Thermal conductivity of a crystal for dummies

Thermal conductivity of a crystal for dummies
Scheme of the simulation box and the two, positive and negative, heat fluxes

Hi there! If you are here it is probably because you read my previous blog posts or perhaps you are in search for a tutorial on how to calculate the thermal conductivity of a crystal… in any case you are in the right place, because in the following I will explain the simulations I performed for my Summer of HPC project ‘Computational atomic-scale modelling of materials for fusion reactors‘. To understand the context of these simulations I would highly suggest reading by previous blog post if you’re interested.

First of all we need to understand what thermal conductivity is. Usually expressed with the letter ‘k’ the thermal conductivity of a material is a measure of the ability of that material to conduct heat, and is defined by the Fourier’s law for heat conduction q=-k ∇T, where q is the heat flux and ∇T the temperature gradient.
A material with an high thermal conductivity has an high efficiency in the conduction of heat, and that’s why it is important that a material like Tungsten has an high thermal conductivity for its application in a nuclear fusion reactor.

In this simple image the relation between the heat flux and the temperature difference at the two extremes of the solid is given by the thermal conductivity of the conducting solid.

How can we calculate the thermal conductivity of a material? The relatively easiest way is to do it experimentally, applying an heat flux to the material and calculating the resulting temperature gradient; but this approach does not allow to investigate the effect of vacancies and defects at an atomic level, and that’s what we are interested in, since this defects while be formed by neutron bombardment.
And it’s here that molecular dynamics simulations come into place, with an atomistic simulations it is in fact possible to recreate this kind of configurations and investigate how they effect the thermal conductivity of the material. But first we need a reference value, so the the thermal conductivity of a perfect Tungsten crystal must be computed.

To do so in this project the LAMMPS code has been used, and the simulations have been performed on MareNostrum supercomputer of the Barcelona Supercomputing Center (BSC).
A parallelepiped simulation box is defined and Tungsten atoms are placed in a body centered cubic (BCC) crystalline structure, then an equilibration run is performed at a given system temperature, we used 300K to compare the results with previous papers.

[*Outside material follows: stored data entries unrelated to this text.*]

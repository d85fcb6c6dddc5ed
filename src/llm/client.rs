//! LLM client abstraction
//!
//! The relay only needs one operation from a completion provider: given the
//! full message list (system prompt first, then history), return the
//! assistant's reply text.

use crate::types::{Message, Result};
use async_trait::async_trait;

/// Chat completion provider.
///
/// Implementations make a single request and map any transport or API
/// failure to [`AppError::Upstream`](crate::types::AppError::Upstream).
#[async_trait]
pub trait LLMClient: Send + Sync {
    /// Generate a reply for an ordered conversation
    async fn generate_with_history(&self, messages: &[Message]) -> Result<String>;

    /// Get the model name/identifier
    fn model_name(&self) -> &str;
}
use super::{ConversationBuffer, DEFAULT_SESSION};
use crate::types::Message;
use lru::LruCache;
use parking_lot::Mutex;
use std::num::NonZeroUsize;

/// Conversation history keyed by session id.
///
/// Every operation takes the lock once, so a read-modify-write such as
/// [`record_and_snapshot`](Self::record_and_snapshot) cannot interleave with
/// another request on the same session. When more than `max_sessions`
/// conversations are live the least recently used one is dropped.
pub struct ConversationStore {
    history_limit: usize,
    sessions: Mutex<LruCache<String, ConversationBuffer>>,
}

impl ConversationStore {
    pub fn new(history_limit: usize, max_sessions: usize) -> Self {
        let cap = NonZeroUsize::new(max_sessions).unwrap_or(NonZeroUsize::MIN);
        Self {
            history_limit,
            sessions: Mutex::new(LruCache::new(cap)),
        }
    }

    /// Resolve an optional caller-supplied id to the key used for storage.
    pub fn session_key(session_id: Option<&str>) -> &str {
        match session_id.map(str::trim) {
            Some(id) if !id.is_empty() => id,
            _ => DEFAULT_SESSION,
        }
    }

    pub fn append(&self, session: &str, message: Message) {
        self.append_many(session, [message]);
    }

    /// Append several turns under a single lock.
    pub fn append_many(&self, session: &str, messages: impl IntoIterator<Item = Message>) {
        let mut sessions = self.sessions.lock();
        let buffer = sessions.get_or_insert_mut(session.to_string(), || {
            ConversationBuffer::with_capacity(self.history_limit)
        });
        for message in messages {
            buffer.append(message);
        }
    }

    /// Append a turn and return the resulting history in one step.
    pub fn record_and_snapshot(&self, session: &str, message: Message) -> Vec<Message> {
        let mut sessions = self.sessions.lock();
        let buffer = sessions.get_or_insert_mut(session.to_string(), || {
            ConversationBuffer::with_capacity(self.history_limit)
        });
        buffer.append(message);
        buffer.snapshot()
    }

    pub fn snapshot(&self, session: &str) -> Vec<Message> {
        self.sessions
            .lock()
            .get(session)
            .map(ConversationBuffer::snapshot)
            .unwrap_or_default()
    }

    pub fn session_count(&self) -> usize {
        self.sessions.lock().len()
    }

    pub fn history_limit(&self) -> usize {
        self.history_limit
    }
}

impl Default for ConversationStore {
    fn default() -> Self {
        Self::new(super::DEFAULT_HISTORY_LIMIT, super::DEFAULT_MAX_SESSIONS)
    }
}
use crate::types::StatusResponse;
use axum::Json;

pub const STATUS_MESSAGE: &str = "Met Office Chatbot API is running! Use /chat or /weather.";

/// Liveness probe; no side effects.
pub async fn status() -> Json<StatusResponse> {
    Json(StatusResponse {
        message: STATUS_MESSAGE.to_string(),
    })
}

To have a constant temperature system LAMMPS uses a modified version of the equation of motion, the procedure goes under the name of Nose-Hoover algorithm.
Once equilibrium is reached two regions are defined along one direction of the simulation box, at equal distance from the box borders and of equal volume, using an appropriate command a positive heat flux q starts heating one of the two regions, while an equal but negative heat flux q starts cooling the other one.

Scheme of the simulation box and the two, positive and negative, heat fluxes.

In this way the average temperature of the system stays constant, but the first region will locally have an higher temperature while the second one a lower one, we then have a temperature gradient ∇T between these two regions; knowing the value of the heat flux q and calculating ∇T we obtain the value for the thermal conductivity k from the Fourier’s law.
This procedure has been performed using different potentials and system sizes obtaining results agreeing with previous papers.

Example of a temperature profile of a system of tungsten atoms. The black is the average temperature, while the green one is a fit of the central region from which the temperature gradient is obtained.

We then proceeded to add an empty bubble at the center of the system with radius r, resembling the damage caused by neutron bombardment, and repeated the same procedure obtaining a new result for the thermal conductivity of the system.
We investigated the relative variation of the thermal conductivity with respect to the value for a perfect crystal increasing the size of the empty sphere at the box center; the obtained result is a decreasing linear behaviour of the thermal conductivity as a function of the transverse (with respect to the heat flux direction) area of the sphere πr2 ; the result is shown in the following graph. For high radius spheres we start to see the effect of the finite size of the simulation box, which is not infinite, and the behaviour shifts away from the linear one.

Variation of the thermal conductivity, with respect to the perfect crystal value, as a function of the empty sphere cross area relative to the simulation box cross area.

These vacancies have an important effect on a crystal system like this one, to give you an idea the first point of the graph corresponds to the removal of 11 atoms from an half million atoms system, and the thermal conductivity already drops by 5%; this is the same reason why it is so crucial to study and understand the effect that these vacancies cause on a system, since these structures will be formed also in real life conditions with real effects.
The results obtained in this project can be used as a basis to further explore this type of defects, for example injecting inside the empty bubbles Hydrogen or Helium atoms, resembling what really happens when this atoms escape from the nuclear fusion reactor core.

I’m really grateful to every person that made my partecipation for the Summer of HPC 2021 possible, it has been a wonderful experience, learning new computational skills and techniques and meeting amazing people; it is a fantastic experience that I would recommend to anyone interested in computational science and its applications.
I hope you found my blog pages interesting and helpful, if so you will sure like the posts my colleague Eoin did on the formation of defect cascades. Have a wonderful day!